Puja Parekh, is an Enabler at Espark-Viridian, India
Have you ever been asked to send through a single page business plan or executive summary and not known where to begin? One pagers work well for start-up/scale up businesses looking for investment or for making an introduction via e-mail so your business is accurately represented.
Get it right and you’re more likely to get that face-to-face meeting you want, to drive your business forward. The businesses I have worked with have found creating a one pager to be incredibly valuable, it is good practice for thinking lean & highlights the most valuable points about your business. Some entrepreneurs even go back to revisit and perfect their pitch.
10 Key components of a one pager:
1. Business summary & vision – in a few sentences what is your business goal.
2. Customer problem & your solution– outline concisely the problem your product/solution solves.

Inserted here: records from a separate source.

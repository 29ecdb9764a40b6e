//! Comparison Groups
//!
//! A comparison group is the same product tracked at different shops. The
//! group is unit-price comparable only when its measurable members share a
//! single physical dimension.

use serde::Serialize;
use smallvec::SmallVec;

use crate::units::{self, ParsedUnit, UnitKind, resolve_unit};

/// A product as supplied by the tracking layer.
#[derive(Debug, Clone, PartialEq)]
pub struct GroupProduct {
    /// Caller-supplied identifier, echoed back for correlation.
    pub id: String,

    /// Current price for one package.
    pub price: f64,

    /// Structured packaging-unit field, when the shop provides one.
    pub unit: Option<String>,

    /// Free-text product title, used as a fallback unit source.
    pub name: Option<String>,
}

/// The shared dimension of a comparison group.
#[derive(Debug, Clone, Copy, PartialEq, Eq, Serialize)]
pub enum GroupKind {
    /// All measurable members are priced by mass.
    #[serde(rename = "kg")]
    Kilogram,

    /// All measurable members are priced by volume.
    #[serde(rename = "liter")]
    Litre,

    /// No member has a measurable dimension.
    #[serde(rename = "stuk")]
    Piece,

    /// Mass and volume members are mixed; unit prices are meaningless.
    #[serde(rename = "mixed")]
    Mixed,
}

/// Unit price of a single product inside a group result.
#[derive(Debug, Clone, PartialEq, Serialize)]
pub struct ProductUnitPrice {
    /// The caller-supplied product id.
    pub id: String,

    /// Price per canonical unit, `None` when not measurable.
    pub unit_price: Option<f64>,
}

/// Comparability verdict for a group of products.
#[derive(Debug, Clone, PartialEq, Serialize)]
pub struct GroupUnitInfo {
    /// The dimension shared by the group's measurable members.
    pub common_kind: GroupKind,

    /// Display suffix for the shared dimension, when comparable.
    pub unit_label: Option<&'static str>,

    /// Whether unit prices can be compared across the group.
    pub can_compare: bool,

    /// Per-product unit prices, in input order.
    pub products: Vec<ProductUnitPrice>,
}

/// Decides whether a group of products is unit-price comparable.
///
/// The verdict is driven by the set of measurable dimensions seen across
/// the group: none present → piece-priced, more than one → mixed, exactly
/// one → comparable. Members whose unit does not resolve measurably do not
/// veto a comparable group; they simply carry no unit price.
#[must_use]
pub fn group_unit_info(products: &[GroupProduct]) -> GroupUnitInfo {
    let resolved: Vec<Option<ParsedUnit>> = products
        .iter()
        .map(|product| resolve_unit(product.unit.as_deref(), product.name.as_deref()))
        .collect();

    let mut kinds_seen: SmallVec<[UnitKind; 2]> = SmallVec::new();

    for parsed in resolved.iter().flatten() {
        if parsed.kind.is_measurable() && !kinds_seen.contains(&parsed.kind) {
            kinds_seen.push(parsed.kind);
        }
    }

    match kinds_seen.as_slice() {
        [] => not_comparable(products, GroupKind::Piece),
        [kind] => comparable(products, &resolved, *kind),
        _ => not_comparable(products, GroupKind::Mixed),
    }
}

/// Sort key for unit-price ordering.
///
/// Products without a measurable unit price sort after every comparable
/// product in ascending order.
#[must_use]
pub fn unit_price_for_sort(price: f64, unit: Option<&str>, name: Option<&str>) -> f64 {
    let resolved = resolve_unit(unit, name);

    units::unit_price(price, resolved.as_ref()).unwrap_or(f64::INFINITY)
}

fn not_comparable(products: &[GroupProduct], common_kind: GroupKind) -> GroupUnitInfo {
    GroupUnitInfo {
        common_kind,
        unit_label: None,
        can_compare: false,
        products: products
            .iter()
            .map(|product| ProductUnitPrice {
                id: product.id.clone(),
                unit_price: None,
            })
            .collect(),
    }
}

fn comparable(
    products: &[GroupProduct],
    resolved: &[Option<ParsedUnit>],
    kind: UnitKind,
) -> GroupUnitInfo {
    let products = products
        .iter()
        .zip(resolved)
        .map(|(product, parsed)| ProductUnitPrice {
            id: product.id.clone(),
            unit_price: units::unit_price(product.price, parsed.as_ref()),
        })
        .collect();

    GroupUnitInfo {
        common_kind: common_kind(kind),
        unit_label: kind.label(),
        can_compare: true,
        products,
    }
}

fn common_kind(kind: UnitKind) -> GroupKind {
    match kind {
        UnitKind::Kilogram => GroupKind::Kilogram,
        UnitKind::Litre => GroupKind::Litre,
        UnitKind::Piece | UnitKind::Unknown => GroupKind::Piece,
    }
}

#[cfg(test)]
mod tests {
    use super::*;

    fn product(id: &str, price: f64, unit: Option<&str>, name: Option<&str>) -> GroupProduct {
        GroupProduct {
            id: id.to_string(),
            price,
            unit: unit.map(str::to_string),
            name: name.map(str::to_string),
        }
    }

    fn approx(left: f64, right: f64) -> bool {
        (left - right).abs() < 1e-6
    }

    #[test]
    fn all_weight_group_is_comparable_per_kilogram() {
        let info = group_unit_info(&[
            product("1", 20.99, Some("1000g"), None),
            product("2", 11.49, Some("500g"), None),
        ]);

        assert_eq!(info.common_kind, GroupKind::Kilogram);
        assert_eq!(info.unit_label, Some("/kg"));
        assert!(info.can_compare);

        let prices: Vec<Option<f64>> = info
            .products
            .iter()
            .map(|entry| entry.unit_price)
            .collect();

        assert!(matches!(prices.first(), Some(Some(p)) if approx(*p, 20.99)));
        assert!(matches!(prices.get(1), Some(Some(p)) if approx(*p, 22.98)));
    }

    #[test]
    fn mixed_mass_and_volume_group_is_not_comparable() {
        let info = group_unit_info(&[
            product("1", 2.19, Some("500g"), None),
            product("2", 1.89, Some("1L"), None),
        ]);

        assert_eq!(info.common_kind, GroupKind::Mixed);
        assert_eq!(info.unit_label, None);
        assert!(!info.can_compare);
        assert!(info.products.iter().all(|entry| entry.unit_price.is_none()));
    }

    #[test]
    fn group_without_measurable_units_is_piece_priced() {
        let info = group_unit_info(&[
            product("1", 0.99, Some("per stuk"), None),
            product("2", 1.29, None, None),
            product("3", 1.49, Some("tray"), None),
        ]);

        assert_eq!(info.common_kind, GroupKind::Piece);
        assert!(!info.can_compare);
        assert!(info.products.iter().all(|entry| entry.unit_price.is_none()));
    }

    #[test]
    fn one_unresolved_member_does_not_veto_the_group() {
        let info = group_unit_info(&[
            product("1", 3.49, Some("500g"), None),
            product("2", 2.99, Some("zak"), None),
        ]);

        assert_eq!(info.common_kind, GroupKind::Kilogram);
        assert!(info.can_compare);

        assert!(matches!(
            info.products.first(),
            Some(ProductUnitPrice {
                unit_price: Some(_),
                ..
            })
        ));

        assert!(matches!(
            info.products.get(1),
            Some(ProductUnitPrice {
                unit_price: None,
                ..
            })
        ));
    }

    #[test]
    fn name_fallback_feeds_the_group_verdict() {
        let info = group_unit_info(&[
            product("1", 1.99, None, Some("Halfvolle melk 1L")),
            product("2", 2.49, Some("1.5L"), None),
        ]);

        assert_eq!(info.common_kind, GroupKind::Litre);
        assert_eq!(info.unit_label, Some("/L"));
        assert!(info.can_compare);
    }

    #[test]
    fn empty_group_is_piece_priced() {
        let info = group_unit_info(&[]);

        assert_eq!(info.common_kind, GroupKind::Piece);
        assert!(!info.can_compare);
        assert!(info.products.is_empty());
    }

    #[test]
    fn result_ids_follow_input_order() {
        let info = group_unit_info(&[
            product("b", 1.0, Some("100g"), None),
            product("a", 2.0, Some("200g"), None),
        ]);

        let ids: Vec<&str> = info.products.iter().map(|entry| entry.id.as_str()).collect();

        assert_eq!(ids, ["b", "a"]);
    }

    #[test]
    fn sort_key_is_infinite_for_unmeasurable_products() {
        assert_eq!(unit_price_for_sort(2.99, None, None), f64::INFINITY);
        assert_eq!(
            unit_price_for_sort(2.99, Some("per stuk"), None),
            f64::INFINITY
        );
        assert_eq!(
            unit_price_for_sort(2.99, Some("aanbieding"), None),
            f64::INFINITY
        );
    }

    #[test]
    fn sort_key_is_finite_for_measurable_products() {
        let key = unit_price_for_sort(11.49, Some("500g"), None);

        assert!(key.is_finite());
        assert!(approx(key, 22.98));
    }

    #[test]
    fn sort_key_orders_incomparable_products_last() {
        let mut keys = [
            unit_price_for_sort(2.99, Some("per stuk"), None),
            unit_price_for_sort(11.49, Some("500g"), None),
            unit_price_for_sort(20.99, Some("1000g"), None),
        ];

        keys.sort_by(f64::total_cmp);

        assert!(approx(keys[0], 20.99));
        assert!(approx(keys[1], 22.98));
        assert_eq!(keys[2], f64::INFINITY);
    }
}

3. Competitive advantage – what makes you different, what will make you stand-out from the competition.
4. Target market – who are your customers and what is the market size-outline the opportunity.
5. Business model – clearly state how you make money.
6. Management team – key experience & role responsibility, what makes you credible, backable, investable.
7. Traction – what have you delivered so far and what are your next key milestones.
8. Financial summary table – what is your turnover & profit forecasts for years 1-5.
9. Funding required – how much, what for, show the ROI & exit strategy.
10. Contact details – make it easy for someone to contact you now they are interested in your business.
Use the space wisely, it’s a lot of information to fit on one page, does it flow, is it easy to read? How can you use visuals to display and communicate your business best?
Test it with a stranger, take it to a networking event or a friend of a friend – do they understand exactly what you do, why you are doing it and what the big opportunity is? Would they invest their money or why not?
Stand out, investors will receive business executive summary’s, with most templates online appearing dull and lack character, to stand out, include your business branding.
Tailor it to your audience, on a personal level, use relatable language so they are more likely to buy into the business and you as a leader.
Remember it is an introductory document– so don’t worry if you don’t cover everything, capture the key information about you, your team and your business, leaving the reader wanting to know more and making sure you get that all important next meeting where you can share more detailed information about your vision.